-- Opening Marker --
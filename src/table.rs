//! Table representation: a `DN` column followed by the sorted union of every
//! attribute name, one row per record. Missing attributes are empty cells.
use std::collections::{BTreeSet, HashMap};

use crate::record::{AttributeSource, Record, build_search_text};

pub const DN_HEADER: &str = "DN";

#[derive(Debug, Clone, Default)]
pub struct Table {
    pub headers: Vec<String>,
    pub rows: Vec<TableRow>,
    columns: HashMap<String, usize>,
}

#[derive(Debug, Clone, PartialEq, Eq)]
pub struct TableRow {
    pub cells: Vec<String>,
    search_text: String,
}

impl Table {
    pub fn from_records(records: &[Record]) -> Self {
        let keys: BTreeSet<&str> = records.iter().flat_map(|r| r.keys()).collect();
        let mut headers = Vec::with_capacity(keys.len() + 1);
        headers.push(DN_HEADER.to_string());
        headers.extend(keys.iter().map(|k| k.to_string()));
        let columns: HashMap<String, usize> = headers
            .iter()
            .enumerate()
            .skip(1)
            .map(|(i, h)| (h.clone(), i))
            .collect();

        let rows = records
            .iter()
            .map(|r| {
                let mut cells = Vec::with_capacity(headers.len());
                cells.push(r.dn.clone());
                for key in &headers[1..] {
                    cells.push(r.attribute(key).unwrap_or_default().to_string());
                }
                let search_text = build_search_text(
                    &cells[0],
                    headers[1..]
                        .iter()
                        .zip(&cells[1..])
                        .filter(|(_, v)| !v.is_empty())
                        .map(|(k, v)| (k.as_str(), v.as_str())),
                );
                TableRow { cells, search_text }
            })
            .collect();

        Self {
            headers,
            rows,
            columns,
        }
    }

    pub fn is_empty(&self) -> bool {
        self.rows.is_empty()
    }

    pub fn row(&self, index: usize) -> Option<TableRowRef<'_>> {
        self.rows.get(index).map(|row| TableRowRef { table: self, row })
    }

    pub fn iter_rows(&self) -> impl Iterator<Item = TableRowRef<'_>> {
        self.rows.iter().map(move |row| TableRowRef { table: self, row })
    }
}

/// A row paired with its table so attributes can be looked up by header.
#[derive(Debug, Clone, Copy)]
pub struct TableRowRef<'a> {
    table: &'a Table,
    row: &'a TableRow,
}

impl<'a> TableRowRef<'a> {
    pub fn cells(&self) -> &'a [String] {
        &self.row.cells
    }
}

impl AttributeSource for TableRowRef<'_> {
    fn display_name(&self) -> &str {
        self.row.cells.first().map(String::as_str).unwrap_or_default()
    }

    fn attribute(&self, name: &str) -> Option<&str> {
        let idx = *self.table.columns.get(name)?;
        self.row
            .cells
            .get(idx)
            .map(String::as_str)
            .filter(|v| !v.is_empty())
    }

    fn attributes(&self) -> Box<dyn Iterator<Item = (&str, &str)> + '_> {
        Box::new(
            self.table.headers[1..]
                .iter()
                .zip(self.row.cells.iter().skip(1))
                .filter(|(_, v)| !v.is_empty())
                .map(|(k, v)| (k.as_str(), v.as_str())),
        )
    }

    fn search_text(&self) -> &str {
        &self.row.search_text
    }
}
-- Closing Marker --
WHAT TO PRODUCE:
Retype exactly the span of lines from the one with "cells.push(r.attribute(key).unwrap_or_default().to_string());" through the one with "pub fn row(&self, index: usize)"; include both ends and omit the rest of the material.

RESULT:
                    cells.push(r.attribute(key).unwrap_or_default().to_string());
                }
                let search_text = build_search_text(
                    &cells[0],
                    headers[1..]
                        .iter()
                        .zip(&cells[1..])
                        .filter(|(_, v)| !v.is_empty())
                        .map(|(k, v)| (k.as_str(), v.as_str())),
                );
                TableRow { cells, search_text }
            })
            .collect();

        Self {
            headers,
            rows,
            columns,
        }
    }

    pub fn is_empty(&self) -> bool {
        self.rows.is_empty()
    }

    pub fn row(&self, index: usize) -> Option<TableRowRef<'_>> {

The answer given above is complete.